ゆずといえば、オリンピックのテーマソングなども務める国民的アーティスト。
新規ファンは獲得できるのだろうか?
「バンドリ!」はカバー曲で遊べることを前面に出した大衆向けゲームである。
デレステもゆずのカバー曲を導入し、新規プレイヤー獲得を狙う。
脱「オタク向け」へ
ゆずのファンは女性ではないのか?
中居正広さんとゆずのおふたりがCMに出ることについて、疑問がある。
中居さんもゆずも女性ファンが多いのではないか?
だが、女性客も取り込んでこその大衆化だと私は考える。
主人公のプロデューサーは男性という設定だが、男性になったつもりでプレイする女性もいる。
プロデューサーがアイドルを導くという設定だが、アイドルに自分で考えさせるというストーリーも多い。
ちょっと女性差別的かなと思う描写もあるが、リズムゲームをプレイする分には問題ないだろう。
ストーリーを読破する必要はない
サービス開始から4年目ということもあり、星の数ほどのストーリーが誕生している。
キャラを知るため、曲を解放するため、無償のスタージュエルを手に入れるためには、ストーリーを読む必要がある。
しかし、一部のストーリーはスキップすることも可能だ。
ストーリーは読みたいときに読めばよい。
オート再生することもでき、選択肢のタップ以外は自動で流せる。
全てのキャラを知らなくてもよい
180人以上いるアイドルを覚えきれるのかという心配もあると思う。
だが、私も全員のプロフィールを把握しているわけではない。
私としては、たまたま手に入れたアイドルを理解していくだけでもよいと思う。
ネット上には「ライブイベントで『◯◯ちゃん担当です』と自己紹介したら、相手が彼女を知らなくて怒りを覚えた」という書き込みもある。

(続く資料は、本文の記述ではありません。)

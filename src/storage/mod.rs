// src/storage/mod.rs

//! Storage abstractions for rendered documents.
//!
//! The generator only needs two operations from a backend: persist a named
//! document and answer what public URL that name maps to. Backends are thin;
//! all sharding and naming decisions happen upstream in the pipeline.

pub mod local;
pub mod memory;

use async_trait::async_trait;

use crate::error::Result;

// Re-export for convenience
pub use local::LocalStorage;
pub use memory::MemoryStorage;

/// Trait for sitemap document storage backends.
#[async_trait]
pub trait SitemapStorage: Send + Sync {
    /// Persist a rendered document under the given filename.
    async fn write(&self, filename: &str, content: &str) -> Result<()>;

    /// Public-facing URL for a previously (or about-to-be) written filename.
    ///
    /// May be absolute or base-relative; relative values are resolved
    /// against the configured base URL when they land in a document.
    fn url_for(&self, filename: &str) -> String;
}
// src/models/entry.rs

//! Catalog entry data structures.

use chrono::{DateTime, Utc};
use serde::{Deserialize, Serialize};

use crate::error::AppError;

/// One URL record in the catalog.
///
/// The `url` field is the unique key within a generation pass: wherever an
/// entry set is materialized into a map, the last entry processed for a
/// given url wins, with no merging of fields.
#[derive(Debug, Clone, Serialize, Deserialize, PartialEq)]
pub struct Entry {
    /// Location, either absolute or a path resolved against the base URL
    pub url: String,

    /// Last modification time
    #[serde(default, skip_serializing_if = "Option::is_none")]
    pub last_modified: Option<DateTime<Utc>>,

    /// How frequently the page is expected to change
    #[serde(default, skip_serializing_if = "Option::is_none")]
    pub change_frequency: Option<ChangeFrequency>,

    /// Relative priority, conventionally 0.0-1.0 (not validated or clamped)
    #[serde(default, skip_serializing_if = "Option::is_none")]
    pub priority: Option<f32>,

    /// Language-alternate links, order-sensitive
    #[serde(default, skip_serializing_if = "Vec::is_empty")]
    pub alternates: Vec<Alternate>,

    /// Image extension blocks
    #[serde(default, skip_serializing_if = "Vec::is_empty")]
    pub images: Vec<Image>,

    /// Video extension blocks
    #[serde(default, skip_serializing_if = "Vec::is_empty")]
    pub videos: Vec<Video>,

    /// News extension block
    #[serde(default, skip_serializing_if = "Option::is_none")]
    pub news: Option<NewsMetadata>,
}

impl Entry {
    /// Create an entry with only a url.
    pub fn new(url: impl Into<String>) -> Self {
        Self {
            url: url.into(),
            last_modified: None,
            change_frequency: None,
            priority: None,
            alternates: Vec::new(),
            images: Vec::new(),
            videos: Vec::new(),
            news: None,
        }
    }

    /// Set the last modification time.
    pub fn with_last_modified(mut self, ts: DateTime<Utc>) -> Self {
        self.last_modified = Some(ts);
        self
    }

    /// Set the change frequency hint.
    pub fn with_change_frequency(mut self, freq: ChangeFrequency) -> Self {
        self.change_frequency = Some(freq);
        self
    }

    /// Set the priority.
    pub fn with_priority(mut self, priority: f32) -> Self {
        self.priority = Some(priority);
        self
    }

    /// Append a language-alternate link.
    pub fn with_alternate(mut self, alternate: Alternate) -> Self {
        self.alternates.push(alternate);
        self
    }

    /// Append an image block.
    pub fn with_image(mut self, image: Image) -> Self {
        self.images.push(image);
        self
    }

    /// Append a video block.
    pub fn with_video(mut self, video: Video) -> Self {
        self.videos.push(video);
        self
    }

    /// Set the news block.
    pub fn with_news(mut self, news: NewsMetadata) -> Self {
        self.news = Some(news);
        self
    }

    /// Field equality as seen by the diff calculator.
    ///
    /// Compares `last_modified`, `change_frequency`, `priority`, and the
    /// alternates list in order. Extension blocks (`images`, `videos`,
    /// `news`) do not participate: an entry whose only change is in those
    /// blocks reports as unchanged.
    pub fn diff_eq(&self, other: &Entry) -> bool {
        self.last_modified == other.last_modified
            && self.change_frequency == other.change_frequency
            && self.priority == other.priority
            && self.alternates == other.alternates
    }
}

/// Change frequency hints for a sitemap entry.
///
/// These values indicate how frequently a page is likely to change;
/// crawlers may not follow them strictly.
#[derive(Debug, Clone, Copy, PartialEq, Eq, Serialize, Deserialize)]
#[serde(rename_all = "lowercase")]
pub enum ChangeFrequency {
    /// The page changes every time it is accessed.
    Always,
    /// The page changes hourly.
    Hourly,
    /// The page changes daily.
    Daily,
    /// The page changes weekly.
    Weekly,
    /// The page changes monthly.
    Monthly,
    /// The page changes yearly.
    Yearly,
    /// The page is archived and will not change.
    Never,
}

impl ChangeFrequency {
    /// The wire-format token for this frequency.
    pub fn as_str(&self) -> &'static str {
        match self {
            Self::Always => "always",
            Self::Hourly => "hourly",
            Self::Daily => "daily",
            Self::Weekly => "weekly",
            Self::Monthly => "monthly",
            Self::Yearly => "yearly",
            Self::Never => "never",
        }
    }
}

impl std::str::FromStr for ChangeFrequency {
    type Err = AppError;

    fn from_str(s: &str) -> Result<Self, Self::Err> {
        match s.to_lowercase().as_str() {
            "always" => Ok(Self::Always),
            "hourly" => Ok(Self::Hourly),
            "daily" => Ok(Self::Daily),
            "weekly" => Ok(Self::Weekly),
            "monthly" => Ok(Self::Monthly),
            "yearly" => Ok(Self::Yearly),
            "never" => Ok(Self::Never),
            _ => Err(AppError::validation(format!(
                "invalid change frequency: {s}"
            ))),
        }
    }
}

/// A language-alternate link for an entry.
#[derive(Debug, Clone, Serialize, Deserialize, PartialEq, Eq)]
pub struct Alternate {
    /// BCP 47 language tag
    pub language: String,
    /// Location of the alternate page
    pub url: String,
}

impl Alternate {
    pub fn new(language: impl Into<String>, url: impl Into<String>) -> Self {
        Self {
            language: language.into(),
            url: url.into(),
        }
    }
}

/// An image attached to an entry.
#[derive(Debug, Clone, Serialize, Deserialize, PartialEq, Eq)]
pub struct Image {
    /// Location of the image
    pub url: String,
    /// Image title
    #[serde(default, skip_serializing_if = "Option::is_none")]
    pub title: Option<String>,
    /// Image caption
    #[serde(default, skip_serializing_if = "Option::is_none")]
    pub caption: Option<String>,
}

impl Image {
    pub fn new(url: impl Into<String>) -> Self {
        Self {
            url: url.into(),
            title: None,
            caption: None,
        }
    }
}

/// A video attached to an entry.
#[derive(Debug, Clone, Serialize, Deserialize, PartialEq, Eq)]
pub struct Video {
    /// Location of the video thumbnail
    pub thumbnail_url: String,
    /// Video title
    pub title: String,
    /// Video description
    pub description: String,
}

/// News metadata attached to an entry.
#[derive(Debug, Clone, Serialize, Deserialize, PartialEq)]
pub struct NewsMetadata {
    /// Publication name
    pub publication_name: String,
    /// Publication language
    pub publication_language: String,
    /// Article title
    pub title: String,
    /// Publication date
    pub publication_date: DateTime<Utc>,
}

#[cfg(test)]
mod tests {
    use super::*;
    use chrono::TimeZone;

    fn sample_entry() -> Entry {
        Entry::new("/about")
            .with_last_modified(Utc.with_ymd_and_hms(2024, 1, 15, 10, 30, 0).unwrap())
            .with_change_frequency(ChangeFrequency::Weekly)
            .with_priority(0.8)
    }

    #[test]
    fn test_diff_eq_same_fields() {
        let a = sample_entry();
        let b = sample_entry();
        assert!(a.diff_eq(&b));
    }

    #[test]
    fn test_diff_eq_detects_field_change() {
        let a = sample_entry();
        let b = sample_entry().with_priority(0.2);
        assert!(!a.diff_eq(&b));
    }

    #[test]
    fn test_diff_eq_ignores_extension_blocks() {
        let a = sample_entry();
        let b = sample_entry().with_image(Image::new("/img/hero.png"));
        assert!(a.diff_eq(&b));
    }

    #[test]
    fn test_diff_eq_alternates_order_sensitive() {
        let a = sample_entry()
            .with_alternate(Alternate::new("en", "/en/about"))
            .with_alternate(Alternate::new("de", "/de/about"));
        let b = sample_entry()
            .with_alternate(Alternate::new("de", "/de/about"))
            .with_alternate(Alternate::new("en", "/en/about"));
        assert!(!a.diff_eq(&b));
    }

    #[test]
    fn test_change_frequency_from_str() {
        assert_eq!(
            "weekly".parse::<ChangeFrequency>().unwrap(),
            ChangeFrequency::Weekly
        );
        assert_eq!(
            "WEEKLY".parse::<ChangeFrequency>().unwrap(),
            ChangeFrequency::Weekly
        );
        assert!("sometimes".parse::<ChangeFrequency>().is_err());
    }

    #[test]
    fn test_entry_json_round_trip() {
        let entry = sample_entry();
        let json = serde_json::to_string(&entry).unwrap();
        assert!(json.contains("\"change_frequency\":\"weekly\""));

        let parsed: Entry = serde_json::from_str(&json).unwrap();
        assert_eq!(parsed, entry);
    }
}
// src/error.rs

//! Unified error handling for the sitemap generator.

use std::fmt;

use thiserror::Error;

/// Result type alias for sitemap operations.
pub type Result<T> = std::result::Result<T, AppError>;

/// Unified application error type.
#[derive(Error, Debug)]
pub enum AppError {
    /// I/O operation failed
    #[error("I/O error: {0}")]
    Io(#[from] std::io::Error),

    /// JSON serialization/deserialization failed
    #[error("JSON error: {0}")]
    Json(#[from] serde_json::Error),

    /// TOML parsing failed
    #[error("TOML parse error: {0}")]
    Toml(#[from] toml::de::Error),

    /// XML document rendering failed
    #[error("XML write error: {0}")]
    Xml(String),

    /// Data validation error
    #[error("Validation error: {0}")]
    Validation(String),

    /// Provider error with context
    #[error("Provider error for {context}: {message}")]
    Provider { context: String, message: String },

    /// Requested document does not exist
    #[error("Not found: {0}")]
    NotFound(String),
}

impl AppError {
    /// Create an XML rendering error.
    pub fn xml(message: impl fmt::Display) -> Self {
        Self::Xml(message.to_string())
    }

    /// Create a validation error.
    pub fn validation(message: impl Into<String>) -> Self {
        Self::Validation(message.into())
    }

    /// Create a provider error with context.
    pub fn provider(context: impl Into<String>, message: impl fmt::Display) -> Self {
        Self::Provider {
            context: context.into(),
            message: message.to_string(),
        }
    }

    /// Create a not-found error.
    pub fn not_found(name: impl Into<String>) -> Self {
        Self::NotFound(name.into())
    }
}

でも、「ファンはなんでも知っているべき」という思考はやめたほうがよい。
ご新規さんが入りにくくなる。
「担当」はいなくてよい
上にも書いたように、プロデューサーは「◯◯担当」を自称することがある。
これは他の作品でいうところの「◯◯推し」に当たる。
ゲーム内の「称号」にも◯◯担当があるが、担当を1人に決める必要はない。
ゲームを始めたら、当分は手持ちの中で最強編成を作り、プレイしていけばよい。
担当を名乗るのにカードを全部持っている必要はない。
グッズなどを買う必要もない。
好きなアイドルの担当を名乗りたいなら、名乗ればよいと思う。
主人公は男性という設定だが、女性でも遊べる。
全てのキャラを知らなくてもよいし、「担当」を決めなくてもよい。
プロデュースに命をかける必要はない
担当のために何十万円を使うプロデューサーがいるのはたしかだ。
でも、彼らは絶対でも模範でもない。
何かを好きであることは個人の自由である。
どうぞ自分の好きなようにゲームを楽しみ、好きなようにCDやスタージュエルを買ってほしい。
好きのあり方を押しつけるようなプロデューサーにならないことをお願いしたい。